The Association for Conflict Resolution
of Greater New York
and
The CUNY Dispute Resolution Consortium
at John Jay College
present
Monthly NYC-DR Roundtable Breakfast
MOUSTAFA BAYOUMI
HOW DOES IT FEEL TO BE A PROBLEM?
Just over a century ago, W.E.B. Du Bois posed a provocative question in his classic The Souls of Black Folk: How does it feel to be a problem? Now, Moustafa Bayoumi asks the same question about a new "problem" group in the United States and relies on seven young Arab Americans to provide the answer.
In his book, Bayoumi presents striking portraits of the newest population to be tagged "problematic," 20-something Arab-Americans in Brooklyn. These young people face surveillance and detentions, workplace discrimination, threats of vigilante violence, and the disappearance of friends or family. Bayoumi will reflect on what it means to be Arab-American and Muslim-American today, 10 years after the terrorist attacks of 9/11.
Moustafa Bayoumi is the author of How Does It Feel To Be a Problem?: Being Young and Arab in America (Penguin), which won an American Book Award and the Arab American Book Award for Non-Fiction. (The book has also been translated into Arabic by Arab Scientific Publishers.) His writing has appeared in The New York Times Magazine, New York Magazine, The Guardian, The National, CNN.com, The London Review of Books, The Nation, and other places.

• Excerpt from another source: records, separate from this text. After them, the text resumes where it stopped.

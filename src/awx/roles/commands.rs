//! Role command handlers

use log::debug;
use serde::Serialize;

use crate::awx::traits::AwxResource;
use crate::awx::AwxClient;
use crate::cli::{to_query_params, OutputFormat, RoleRelation};
use crate::output::{output_resources, output_roles};
use crate::ui::{create_spinner, finish_spinner};
use crate::{Cli, Command, GetResource};

/// Run the role list command
pub async fn run_role_command(
    client: &AwxClient,
    cli: &Cli,
) -> std::result::Result<(), Box<dyn std::error::Error>> {
    let Command::Get {
        resource: GetResource::Role(args),
    } = &cli.command
    else {
        unreachable!()
    };

    let params = to_query_params(&args.params);
    let spinner = create_spinner("Fetching roles...", cli.batch);

    let result = match args.id {
        Some(id) => client.get_role(id, &params).await.map(|role| vec![role]),
        None => client.list_roles(&params).await,
    };
    finish_spinner(spinner);
    let mut roles = result?;

    if let Some(filter) = &args.filter {
        roles.retain(|role| role.name_contains(filter));
        debug!("Filtered to {} roles matching '{}'", roles.len(), filter);
    }

    output_roles(&roles, args.output, cli.no_header);
    Ok(())
}

/// Run the role-resource command
pub async fn run_role_resource_command(
    client: &AwxClient,
    cli: &Cli,
) -> std::result::Result<(), Box<dyn std::error::Error>> {
    let Command::Get {
        resource: GetResource::RoleResource(args),
    } = &cli.command
    else {
        unreachable!()
    };

    let params = to_query_params(&args.params);
    let spinner = create_spinner(
        &format!("Fetching {} of role {}...", args.relation, args.role),
        cli.batch,
    );
    let filter = args.filter.as_deref();

    match args.relation {
        RoleRelation::Teams => {
            let result = client.list_role_teams(args.role, &params).await;
            finish_spinner(spinner);
            output_filtered(result?, filter, args.output, cli.no_header);
        }
        RoleRelation::Users => {
            let result = client.list_role_users(args.role, &params).await;
            finish_spinner(spinner);
            output_filtered(result?, filter, args.output, cli.no_header);
        }
        RoleRelation::JobTemplates => {
            let result = client.list_role_job_templates(args.role, &params).await;
            finish_spinner(spinner);
            output_filtered(result?, filter, args.output, cli.no_header);
        }
    }
    Ok(())
}

fn output_filtered<T>(mut items: Vec<T>, filter: Option<&str>, format: OutputFormat, no_header: bool)
where
    T: AwxResource + Serialize,
{
    if let Some(filter) = filter {
        items.retain(|item| item.name_contains(filter));
    }
    output_resources(&items, format, no_header);
}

Bayoumi is also the co-editor of The Edward Said Reader (Vintage) and editor of Midnight on Mavi Marmara: the Attack on the Gaza Freedom Flotilla and How It Changed the Course of the Israel/Palestine Conflict (O/R Books & Haymarket Books). He has been featured in The Wall Street Journal, The Chicago Sun-Times, and on CNN, FOX News, Book TV, National Public Radio, and many other media outlets from around the world. Bayoumi is a professor of English at Brooklyn College, City University of New York.